Sex bias in basic and preclinical noise-induced hearing loss research

Amanda Marie Lauer, Katrina Marie Schrode

Research output: Contribution to journalArticlepeer-review

18 Scopus citations


Introduction: Sex differences in brain biochemistry, physiology, structure, and function have been gaining increasing attention in the scientific community. Males and females can have different responses to medications, diseases, and environmental variables. A small number of the approximately 7500 studies of noise-induced hearing loss (NIHL) have identified sex differences, but the mechanisms and characterization of these differences have not been thoroughly studied.
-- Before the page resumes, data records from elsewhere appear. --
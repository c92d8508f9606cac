//! SchemaSync Test Utilities
//!
//! Shared test infrastructure for the SchemaSync workspace:
//! - Mock schema source, notifier and orchestrator
//! - Proptest generators for change events and identifiers
//! - Fixtures for subscriptions, snapshots and history entries
//! - Assertions on comparison outcomes

pub use schemasync_storage::InMemoryStore;

pub use schemasync_core::{
    ChangeEvent, ChangeKind, ChangeSource, ComparisonResult, ComparisonScope, DetectedChange,
    ObjectIdentifier, SchemaObjectSummary, SchemaSnapshot, SourceError, SqlObjectType,
    Subscription, SubscriptionId, SubscriptionOptions, SubscriptionState, SyncResult, Timestamp,
};

use async_trait::async_trait;
use schemasync_engine::{
    ComparisonEvent, ComparisonNotifier, ComparisonOrchestrator, ComparisonOutcome, SchemaSource,
};
use std::collections::{BTreeMap, VecDeque};
use std::sync::atomic::{AtomicBool, AtomicUsize, Ordering};
use std::sync::{Arc, Mutex, MutexGuard, PoisonError};
use std::time::Duration;

fn lock<T>(mutex: &Mutex<T>) -> MutexGuard<'_, T> {
    mutex.lock().unwrap_or_else(PoisonError::into_inner)
}

// ============================================================================
// MOCK SCHEMA SOURCE
// ============================================================================

#[derive(Default)]
struct SourceState {
    database: Mutex<BTreeMap<String, SchemaObjectSummary>>,
    project: Mutex<BTreeMap<String, SchemaObjectSummary>>,
    fail_database: AtomicBool,
    fail_project: AtomicBool,
    database_changed: AtomicBool,
    track_changes: AtomicBool,
    last_database_change: Mutex<Option<Timestamp>>,
    delay: Mutex<Option<Duration>>,
    capture_calls: AtomicUsize,
    fetch_calls: AtomicUsize,
    project_calls: AtomicUsize,
    fetched: Mutex<Vec<Vec<ObjectIdentifier>>>,
}

/// Scriptable database and project side.
///
/// Clones share state, so a test can keep a handle after passing one to the
/// orchestrator. The database reports itself unchanged unless told otherwise.
#[derive(Clone, Default)]
pub struct MockSchemaSource {
    state: Arc<SourceState>,
}

impl MockSchemaSource {
    pub fn new() -> Self {
        Self::default()
    }

    pub fn with_database(self, objects: Vec<SchemaObjectSummary>) -> Self {
        for object in objects {
            self.set_database_object(object);
        }
        self
    }

    pub fn with_project(self, objects: Vec<SchemaObjectSummary>) -> Self {
        for object in objects {
            self.set_project_object(object);
        }
        self
    }

    /// Answer `database_changed_since` from the time of the latest database
    /// edit instead of the fixed flag.
    pub fn with_change_tracking(self) -> Self {
        self.state.track_changes.store(true, Ordering::SeqCst);
        self
    }

    pub fn set_database_object(&self, object: SchemaObjectSummary) {
        lock(&self.state.database).insert(object.canonical_key(), object);
        self.stamp_database_change();
    }

    pub fn remove_database_object(&self, identifier: &ObjectIdentifier) {
        lock(&self.state.database).remove(&identifier.canonical_key());
        self.stamp_database_change();
    }

    fn stamp_database_change(&self) {
        *lock(&self.state.last_database_change) = Some(chrono::Utc::now());
    }

    pub fn set_project_object(&self, object: SchemaObjectSummary) {
        lock(&self.state.project).insert(object.canonical_key(), object);
    }

    pub fn fail_database(&self, fail: bool) {
        self.state.fail_database.store(fail, Ordering::SeqCst);
    }

    pub fn fail_project(&self, fail: bool) {
        self.state.fail_project.store(fail, Ordering::SeqCst);
    }

    pub fn set_database_changed(&self, changed: bool) {
        self.state.database_changed.store(changed, Ordering::SeqCst);
    }

    /// Sleep this long inside every source call.
    pub fn set_delay(&self, delay: Option<Duration>) {
        *lock(&self.state.delay) = delay;
    }

    pub fn capture_calls(&self) -> usize {
        self.state.capture_calls.load(Ordering::SeqCst)
    }

    pub fn fetch_calls(&self) -> usize {
        self.state.fetch_calls.load(Ordering::SeqCst)
    }

    pub fn project_calls(&self) -> usize {
        self.state.project_calls.load(Ordering::SeqCst)
    }

    /// Object lists passed to `fetch_database_objects`, in call order.
    pub fn fetched_objects(&self) -> Vec<Vec<ObjectIdentifier>> {
        lock(&self.state.fetched).clone()
    }

    async fn pause(&self) {
        let delay = *lock(&self.state.delay);
        if let Some(delay) = delay {
            tokio::time::sleep(delay).await;
        }
    }
}
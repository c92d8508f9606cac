//! Health check types
//!
//! Shared health reporting for pipeline components and subscriptions.

use crate::{Subscription, SubscriptionState, Timestamp};
use serde::{Deserialize, Serialize};
use std::collections::HashMap;

/// Health status for a component or subscription.
#[derive(Debug, Clone, PartialEq, Eq, Hash, Serialize, Deserialize)]
#[serde(rename_all = "lowercase")]
pub enum HealthStatus {
    /// Fully operational
    Healthy,
    /// Operational but needs attention
    Degraded,
    /// Not operational
    Unhealthy,
    /// Not yet checked
    Unknown,
}

/// Detailed health check result.
#[derive(Debug, Clone, PartialEq, Serialize, Deserialize)]
pub struct HealthCheck {
    pub status: HealthStatus,
    pub component: String,
    pub message: Option<String>,
    pub metadata: Option<HashMap<String, serde_json::Value>>,
}

impl HealthCheck {
    pub fn healthy(component: impl Into<String>) -> Self {
        Self {
            status: HealthStatus::Healthy,
            component: component.into(),
            message: None,
            metadata: None,
        }
    }

    pub fn degraded(component: impl Into<String>, message: impl Into<String>) -> Self {
        Self {
            status: HealthStatus::Degraded,
            component: component.into(),
            message: Some(message.into()),
            metadata: None,
        }
    }

    pub fn unhealthy(component: impl Into<String>, message: impl Into<String>) -> Self {
        Self {
            status: HealthStatus::Unhealthy,
            component: component.into(),
            message: Some(message.into()),
            metadata: None,
        }
    }

    /// Add metadata.
    pub fn with_metadata(mut self, key: impl Into<String>, value: serde_json::Value) -> Self {
        self.metadata
            .get_or_insert_with(HashMap::new)
            .insert(key.into(), value);
        self
    }

    pub fn is_healthy(&self) -> bool {
        self.status == HealthStatus::Healthy
    }
}

/// Assess one subscription's state.
///
/// A `Comparing` state older than `stale_after` is reported as stale: no lock
/// survives a restart, so the next successful cycle will clear it. `Error`
/// is degraded until a later comparison succeeds.
pub fn assess_subscription(
    subscription: &Subscription,
    now: Timestamp,
    stale_after: chrono::Duration,
) -> HealthCheck {
    let component = format!("subscription:{}", subscription.id);
    let age = now.signed_duration_since(subscription.state_changed_at);

    let check = match subscription.state {
        SubscriptionState::Comparing if age > stale_after => HealthCheck::degraded(
            component,
            format!(
                "comparison state is stale ({}s without completion)",
                age.num_seconds()
            ),
        )
        .with_metadata("stale", serde_json::Value::Bool(true)),
        SubscriptionState::Error => {
            HealthCheck::degraded(component, "last comparison failed")
        }
        _ => HealthCheck::healthy(component),
    };

    check.with_metadata(
        "state",
        serde_json::Value::String(subscription.state.to_string()),
    )
}
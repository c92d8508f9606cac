//! In-memory implementation of every repository.
//!
//! Backs tests and single-process deployments. Clones share the same maps.

use crate::repository::{
    ComparisonHistoryRepository, PendingChangeRepository, SnapshotRepository, StoreMaintenance,
    SubscriptionRepository,
};
use async_trait::async_trait;
use chrono::Utc;
use schemasync_core::{
    ChangeId, ComparisonId, ComparisonResult, DetectedChange, EntityType, SchemaSnapshot,
    SnapshotId, StorageError, Subscription, SubscriptionId, SubscriptionState, SyncResult,
    Timestamp,
};
use std::collections::{BTreeSet, HashMap};
use std::sync::atomic::{AtomicBool, AtomicU64, Ordering};
use std::sync::{Arc, RwLock};

#[derive(Debug, Clone, Default)]
pub struct InMemoryStore {
    subscriptions: Arc<RwLock<HashMap<SubscriptionId, Subscription>>>,
    snapshots: Arc<RwLock<HashMap<SnapshotId, SchemaSnapshot>>>,
    comparisons: Arc<RwLock<HashMap<ComparisonId, ComparisonResult>>>,
    changes: Arc<RwLock<HashMap<ChangeId, DetectedChange>>>,
    compactions: Arc<AtomicU64>,
    fail_compaction: Arc<AtomicBool>,
}

impl InMemoryStore {
    pub fn new() -> Self {
        Self::default()
    }

    pub fn snapshot_count(&self) -> SyncResult<usize> {
        Ok(self
            .snapshots
            .read()
            .map_err(|_| StorageError::LockPoisoned)?
            .len())
    }

    pub fn comparison_count(&self) -> SyncResult<usize> {
        Ok(self
            .comparisons
            .read()
            .map_err(|_| StorageError::LockPoisoned)?
            .len())
    }

    pub fn change_count(&self) -> SyncResult<usize> {
        Ok(self
            .changes
            .read()
            .map_err(|_| StorageError::LockPoisoned)?
            .len())
    }

    /// All change records, processed or not, oldest first.
    pub fn changes_for(&self, subscription_id: SubscriptionId) -> SyncResult<Vec<DetectedChange>> {
        let changes = self
            .changes
            .read()
            .map_err(|_| StorageError::LockPoisoned)?;
        let mut found: Vec<_> = changes
            .values()
            .filter(|c| c.subscription_id == subscription_id)
            .cloned()
            .collect();
        found.sort_by_key(|c| (c.detected_at, c.id));
        Ok(found)
    }

    /// Number of successful compactions.
    pub fn compaction_count(&self) -> u64 {
        self.compactions.load(Ordering::Relaxed)
    }

    /// Make every subsequent `compact` call fail until reset.
    pub fn set_compaction_failure(&self, fail: bool) {
        self.fail_compaction.store(fail, Ordering::Relaxed);
    }
}

#[async_trait]
impl SubscriptionRepository for InMemoryStore {
    async fn subscription_insert(&self, subscription: &Subscription) -> SyncResult<()> {
        let mut subscriptions = self
            .subscriptions
            .write()
            .map_err(|_| StorageError::LockPoisoned)?;
        if subscriptions.contains_key(&subscription.id) {
            return Err(StorageError::InsertFailed {
                entity_type: EntityType::Subscription,
                reason: "already exists".to_string(),
            }
            .into());
        }
        subscriptions.insert(subscription.id, subscription.clone());
        Ok(())
    }

    async fn subscription_get(&self, id: SubscriptionId) -> SyncResult<Option<Subscription>> {
        let subscriptions = self
            .subscriptions
            .read()
            .map_err(|_| StorageError::LockPoisoned)?;
        Ok(subscriptions.get(&id).cloned())
    }

    async fn subscription_list(&self) -> SyncResult<Vec<Subscription>> {
        let subscriptions = self
            .subscriptions
            .read()
            .map_err(|_| StorageError::LockPoisoned)?;
        let mut all: Vec<_> = subscriptions.values().cloned().collect();
        all.sort_by_key(|s| s.created_at);
        Ok(all)
    }

    async fn subscription_update_state(
        &self,
        id: SubscriptionId,
        state: SubscriptionState,
    ) -> SyncResult<()> {
        let mut subscriptions = self
            .subscriptions
            .write()
            .map_err(|_| StorageError::LockPoisoned)?;
        let subscription = subscriptions.get_mut(&id).ok_or(StorageError::NotFound {
            entity_type: EntityType::Subscription,
            id,
        })?;
        subscription.transition_to(state);
        Ok(())
    }

    async fn subscription_record_compared(
        &self,
        id: SubscriptionId,
        compared_at: Timestamp,
    ) -> SyncResult<()> {
        let mut subscriptions = self
            .subscriptions
            .write()
            .map_err(|_| StorageError::LockPoisoned)?;
        let subscription = subscriptions.get_mut(&id).ok_or(StorageError::NotFound {
            entity_type: EntityType::Subscription,
            id,
        })?;
        subscription.last_compared_at = Some(compared_at);
        Ok(())
    }
}

#[async_trait]
impl SnapshotRepository for InMemoryStore {
    async fn snapshot_save(&self, snapshot: &SchemaSnapshot) -> SyncResult<()> {
        self.snapshots
            .write()
            .map_err(|_| StorageError::LockPoisoned)?
            .insert(snapshot.id, snapshot.clone());
        Ok(())
    }

    async fn snapshot_latest(
        &self,
        subscription_id: SubscriptionId,
    ) -> SyncResult<Option<SchemaSnapshot>> {
        let snapshots = self
            .snapshots
            .read()
            .map_err(|_| StorageError::LockPoisoned)?;
        Ok(snapshots
            .values()
            .filter(|s| s.subscription_id == subscription_id)
            .max_by_key(|s| (s.captured_at, s.id))
            .cloned())
    }

    async fn snapshot_list(
        &self,
        subscription_id: SubscriptionId,
    ) -> SyncResult<Vec<SchemaSnapshot>> {
        let snapshots = self
            .snapshots
            .read()
            .map_err(|_| StorageError::LockPoisoned)?;
        let mut found: Vec<_> = snapshots
            .values()
            .filter(|s| s.subscription_id == subscription_id)
            .cloned()
            .collect();
        found.sort_by(|a, b| (b.captured_at, b.id).cmp(&(a.captured_at, a.id)));
        Ok(found)
    }

    async fn snapshot_subscription_ids(&self) -> SyncResult<Vec<SubscriptionId>> {
        let snapshots = self
            .snapshots
            .read()
            .map_err(|_| StorageError::LockPoisoned)?;
        let ids: BTreeSet<_> = snapshots.values().map(|s| s.subscription_id).collect();
        Ok(ids.into_iter().collect())
    }

    async fn snapshot_delete_older_than(&self, cutoff: Timestamp) -> SyncResult<usize> {
        let mut snapshots = self
            .snapshots
            .write()
            .map_err(|_| StorageError::LockPoisoned)?;
        let before = snapshots.len();
        snapshots.retain(|_, s| s.captured_at >= cutoff);
        Ok(before - snapshots.len())
    }

    async fn snapshot_delete_excess(
        &self,
        subscription_id: SubscriptionId,
        keep: usize,
    ) -> SyncResult<usize> {
        let mut snapshots = self
            .snapshots
            .write()
            .map_err(|_| StorageError::LockPoisoned)?;
        let mut owned: Vec<_> = snapshots
            .values()
            .filter(|s| s.subscription_id == subscription_id)
            .map(|s| (s.captured_at, s.id))
            .collect();
        if owned.len() <= keep {
            return Ok(0);
        }

        owned.sort_by(|a, b| b.cmp(a));
        let excess: Vec<SnapshotId> = owned.into_iter().skip(keep).map(|(_, id)| id).collect();
        for id in &excess {
            snapshots.remove(id);
        }
        Ok(excess.len())
    }
}

#[async_trait]
impl ComparisonHistoryRepository for InMemoryStore {
    async fn comparison_append(&self, result: &ComparisonResult) -> SyncResult<()> {
        let mut comparisons = self
            .comparisons
            .write()
            .map_err(|_| StorageError::LockPoisoned)?;
        if comparisons.contains_key(&result.id) {
            return Err(StorageError::InsertFailed {
                entity_type: EntityType::ComparisonResult,
                reason: "comparison results are append-only".to_string(),
            }
            .into());
        }
        comparisons.insert(result.id, result.clone());
        Ok(())
    }

    async fn comparison_list(
        &self,
        subscription_id: SubscriptionId,
    ) -> SyncResult<Vec<ComparisonResult>> {
        let comparisons = self
            .comparisons
            .read()
            .map_err(|_| StorageError::LockPoisoned)?;
        let mut found: Vec<_> = comparisons
            .values()
            .filter(|c| c.subscription_id == subscription_id)
            .cloned()
            .collect();
        found.sort_by(|a, b| (b.compared_at, b.id).cmp(&(a.compared_at, a.id)));
        Ok(found)
    }

    async fn comparison_delete_older_than(&self, cutoff: Timestamp) -> SyncResult<usize> {
        let mut comparisons = self
            .comparisons
            .write()
            .map_err(|_| StorageError::LockPoisoned)?;
        let before = comparisons.len();
        comparisons.retain(|_, c| c.compared_at >= cutoff);
        Ok(before - comparisons.len())
    }
}

#[async_trait]
impl PendingChangeRepository for InMemoryStore {
    async fn change_record(&self, change: &DetectedChange) -> SyncResult<()> {
        let mut changes = self
            .changes
            .write()
            .map_err(|_| StorageError::LockPoisoned)?;
        if changes.contains_key(&change.id) {
            return Err(StorageError::InsertFailed {
                entity_type: EntityType::DetectedChange,
                reason: "already exists".to_string(),
            }
            .into());
        }
        changes.insert(change.id, change.clone());
        Ok(())
    }

    async fn change_mark_processed(
        &self,
        ids: &[ChangeId],
        processed_at: Timestamp,
    ) -> SyncResult<usize> {
        let mut changes = self
            .changes
            .write()
            .map_err(|_| StorageError::LockPoisoned)?;
        let mut marked = 0;
        for id in ids {
            if let Some(change) = changes.get_mut(id) {
                if !change.is_processed {
                    change.is_processed = true;
                    change.processed_at = Some(processed_at);
                    marked += 1;
                }
            }
        }
        Ok(marked)
    }

    async fn change_list_unprocessed(
        &self,
        subscription_id: SubscriptionId,
    ) -> SyncResult<Vec<DetectedChange>> {
        let changes = self
            .changes
            .read()
            .map_err(|_| StorageError::LockPoisoned)?;
        let mut found: Vec<_> = changes
            .values()
            .filter(|c| c.subscription_id == subscription_id && !c.is_processed)
            .cloned()
            .collect();
        found.sort_by_key(|c| (c.detected_at, c.id));
        Ok(found)
    }

    async fn change_delete_processed_older_than(&self, cutoff: Timestamp) -> SyncResult<usize> {
        let mut changes = self
            .changes
            .write()
            .map_err(|_| StorageError::LockPoisoned)?;
        let before = changes.len();
        changes.retain(|_, c| !c.is_processed || c.detected_at >= cutoff);
        Ok(before - changes.len())
    }
}

#[async_trait]
impl StoreMaintenance for InMemoryStore {
    async fn compact(&self) -> SyncResult<()> {
        if self.fail_compaction.load(Ordering::Relaxed) {
            return Err(StorageError::CompactionFailed {
                reason: "compaction disabled".to_string(),
            }
            .into());
        }

        self.snapshots
            .write()
            .map_err(|_| StorageError::LockPoisoned)?
            .shrink_to_fit();
        self.comparisons
            .write()
            .map_err(|_| StorageError::LockPoisoned)?
            .shrink_to_fit();
        self.changes
            .write()
            .map_err(|_| StorageError::LockPoisoned)?
            .shrink_to_fit();

        let total = self.compactions.fetch_add(1, Ordering::Relaxed) + 1;
        tracing::debug!(compactions = total, at = %Utc::now(), "In-memory store compacted");
        Ok(())
    }
}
The National Institutes of Health (NIH) issued a mandate in 2015 to include sex as a biological variable in all NIH-funded research beginning in January 2016. Materials and Methods: In the present study, the representation of sex as a biological variable in preclinical and basic studies of NIHL was quantified for a 5-year period from January 2011 to December 2015 prior to the implementation of the NIH mandate. Results: The analysis of 210 basic and preclinical studies showed that when sex is specified, experiments are predominantly performed on male animals. Discussion: This bias is present in studies completed in the United States and foreign institutions, and the proportion of studies using only male participants has actually increased over the 5-year period examined. Conclusion: These results underscore the need to invest resources in studying NIHL in both sexes to better understand how sex shapes the outcomes and to optimize treatment and prevention strategies.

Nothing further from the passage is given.